§ **Task goal**:
Set down the data below once more, precisely as it reads.

§ **Dataset**:
BEGIN

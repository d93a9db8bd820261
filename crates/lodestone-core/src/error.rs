use std::fmt;
use thiserror::Error as ThisError;

///
/// InternalError
///
/// Structured runtime error with a stable internal classification.
/// Not a stable API; intended for internal use and may change without notice.
///

#[derive(Clone, Debug, ThisError)]
#[error("{message}")]
pub struct InternalError {
    pub class: ErrorClass,
    pub origin: ErrorOrigin,
    pub message: String,
}

impl InternalError {
    /// Construct an InternalError from a class/origin pair.
    pub fn new(class: ErrorClass, origin: ErrorOrigin, message: impl Into<String>) -> Self {
        Self {
            class,
            origin,
            message: message.into(),
        }
    }

    /// Construct a collection-origin illegal-access fault.
    ///
    /// Raised for reentrant lazy loads and for access without a live,
    /// connected session. Never retried automatically.
    pub(crate) fn illegal_access(message: impl Into<String>) -> Self {
        Self::new(
            ErrorClass::IllegalAccess,
            ErrorOrigin::Collection,
            message.into(),
        )
    }

    /// Construct a collection-origin invariant violation.
    pub(crate) fn collection_invariant(message: impl Into<String>) -> Self {
        Self::new(
            ErrorClass::InvariantViolation,
            ErrorOrigin::Collection,
            message.into(),
        )
    }

    /// Construct a synchronizer-origin invariant violation.
    pub(crate) fn sync_invariant(message: impl Into<String>) -> Self {
        Self::new(
            ErrorClass::InvariantViolation,
            ErrorOrigin::Synchronizer,
            message.into(),
        )
    }

    /// Construct a corruption error for a specific origin.
    pub(crate) fn corruption(origin: ErrorOrigin, message: impl Into<String>) -> Self {
        Self::new(ErrorClass::Corruption, origin, message.into())
    }

    /// Construct a descriptor-origin configuration fault.
    pub(crate) fn config(message: impl Into<String>) -> Self {
        Self::new(ErrorClass::Config, ErrorOrigin::Descriptor, message.into())
    }

    /// Attach role/owner context, used when wrapping storage-layer faults so
    /// callers can tell which association and row failed.
    #[must_use]
    pub fn in_role(mut self, role: &str, owner: impl fmt::Display) -> Self {
        self.message = format!("{role}#{owner}: {}", self.message);
        self
    }

    #[must_use]
    pub fn display_with_class(&self) -> String {
        format!("{}:{}: {}", self.origin, self.class, self.message)
    }
}

///
/// ErrorClass
/// Internal error taxonomy for runtime classification.
/// Not a stable API; may change without notice.
///

#[derive(Clone, Copy, Debug, Eq, PartialEq)]
pub enum ErrorClass {
    /// Programmer error: illegal access to a lazy handle. Non-retryable.
    IllegalAccess,
    /// The snapshot disagrees with what storage now holds.
    Staleness,
    /// A cached value could not be reassembled consistently.
    CacheConsistency,
    /// Descriptor validation failure, fatal at startup.
    Config,
    Corruption,
    Internal,
    InvariantViolation,
}

impl fmt::Display for ErrorClass {
    fn fmt(&self, f: &mut fmt::Formatter<'_>) -> fmt::Result {
        let label = match self {
            Self::IllegalAccess => "illegal_access",
            Self::Staleness => "staleness",
            Self::CacheConsistency => "cache_consistency",
            Self::Config => "config",
            Self::Corruption => "corruption",
            Self::Internal => "internal",
            Self::InvariantViolation => "invariant_violation",
        };
        write!(f, "{label}")
    }
}

///
/// ErrorOrigin
/// Subsystem that detected the fault.
///

#[derive(Clone, Copy, Debug, Eq, PartialEq)]
pub enum ErrorOrigin {
    Collection,
    Synchronizer,
    Cache,
    Session,
    Descriptor,
}

impl fmt::Display for ErrorOrigin {
    fn fmt(&self, f: &mut fmt::Formatter<'_>) -> fmt::Result {
        let label = match self {
            Self::Collection => "collection",
            Self::Synchronizer => "synchronizer",
            Self::Cache => "cache",
            Self::Session => "session",
            Self::Descriptor => "descriptor",
        };
        write!(f, "{label}")
    }
}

END

§ **Task result**:
repository d93a9db8bd820261
filename crates/lodestone-core/src/error.rs
use std::fmt;
use thiserror::Error as ThisError;

///
/// InternalError
///
/// Structured runtime error with a stable internal classification.
/// Not a stable API; intended for internal use and may change without notice.
///

#[derive(Clone, Debug, ThisError)]
#[error("{message}")]
pub struct InternalError {
    pub class: ErrorClass,
    pub origin: ErrorOrigin,
    pub message: String,
}

impl InternalError {
    /// Construct an InternalError from a class/origin pair.
    pub fn new(class: ErrorClass, origin: ErrorOrigin, message: impl Into<String>) -> Self {
        Self {
            class,
            origin,
            message: message.into(),
        }
    }

    /// Construct a collection-origin illegal-access fault.
    ///
    /// Raised for reentrant lazy loads and for access without a live,
    /// connected session. Never retried automatically.
    pub(crate) fn illegal_access(message: impl Into<String>) -> Self {
        Self::new(
            ErrorClass::IllegalAccess,
            ErrorOrigin::Collection,
            message.into(),
        )
    }

    /// Construct a collection-origin invariant violation.
    pub(crate) fn collection_invariant(message: impl Into<String>) -> Self {
        Self::new(
            ErrorClass::InvariantViolation,
            ErrorOrigin::Collection,
            message.into(),
        )
    }

    /// Construct a synchronizer-origin invariant violation.
    pub(crate) fn sync_invariant(message: impl Into<String>) -> Self {
        Self::new(
            ErrorClass::InvariantViolation,
            ErrorOrigin::Synchronizer,
            message.into(),
        )
    }

    /// Construct a corruption error for a specific origin.
    pub(crate) fn corruption(origin: ErrorOrigin, message: impl Into<String>) -> Self {
        Self::new(ErrorClass::Corruption, origin, message.into())
    }

    /// Construct a descriptor-origin configuration fault.
    pub(crate) fn config(message: impl Into<String>) -> Self {
        Self::new(ErrorClass::Config, ErrorOrigin::Descriptor, message.into())
    }

    /// Attach role/owner context, used when wrapping storage-layer faults so
    /// callers can tell which association and row failed.
    #[must_use]
    pub fn in_role(mut self, role: &str, owner: impl fmt::Display) -> Self {
        self.message = format!("{role}#{owner}: {}", self.message);
        self
    }

    #[must_use]
    pub fn display_with_class(&self) -> String {
        format!("{}:{}: {}", self.origin, self.class, self.message)
    }
}

///
/// ErrorClass
/// Internal error taxonomy for runtime classification.
/// Not a stable API; may change without notice.
///

#[derive(Clone, Copy, Debug, Eq, PartialEq)]
pub enum ErrorClass {
    /// Programmer error: illegal access to a lazy handle. Non-retryable.
    IllegalAccess,
    /// The snapshot disagrees with what storage now holds.
    Staleness,
    /// A cached value could not be reassembled consistently.
    CacheConsistency,
    /// Descriptor validation failure, fatal at startup.
    Config,
    Corruption,
    Internal,
    InvariantViolation,
}

impl fmt::Display for ErrorClass {
    fn fmt(&self, f: &mut fmt::Formatter<'_>) -> fmt::Result {
        let label = match self {
            Self::IllegalAccess => "illegal_access",
            Self::Staleness => "staleness",
            Self::CacheConsistency => "cache_consistency",
            Self::Config => "config",
            Self::Corruption => "corruption",
            Self::Internal => "internal",
            Self::InvariantViolation => "invariant_violation",
        };
        write!(f, "{label}")
    }
}

///
/// ErrorOrigin
/// Subsystem that detected the fault.
///

#[derive(Clone, Copy, Debug, Eq, PartialEq)]
pub enum ErrorOrigin {
    Collection,
    Synchronizer,
    Cache,
    Session,
    Descriptor,
}

impl fmt::Display for ErrorOrigin {
    fn fmt(&self, f: &mut fmt::Formatter<'_>) -> fmt::Result {
        let label = match self {
            Self::Collection => "collection",
            Self::Synchronizer => "synchronizer",
            Self::Cache => "cache",
            Self::Session => "session",
            Self::Descriptor => "descriptor",
        };
        write!(f, "{label}")
    }
}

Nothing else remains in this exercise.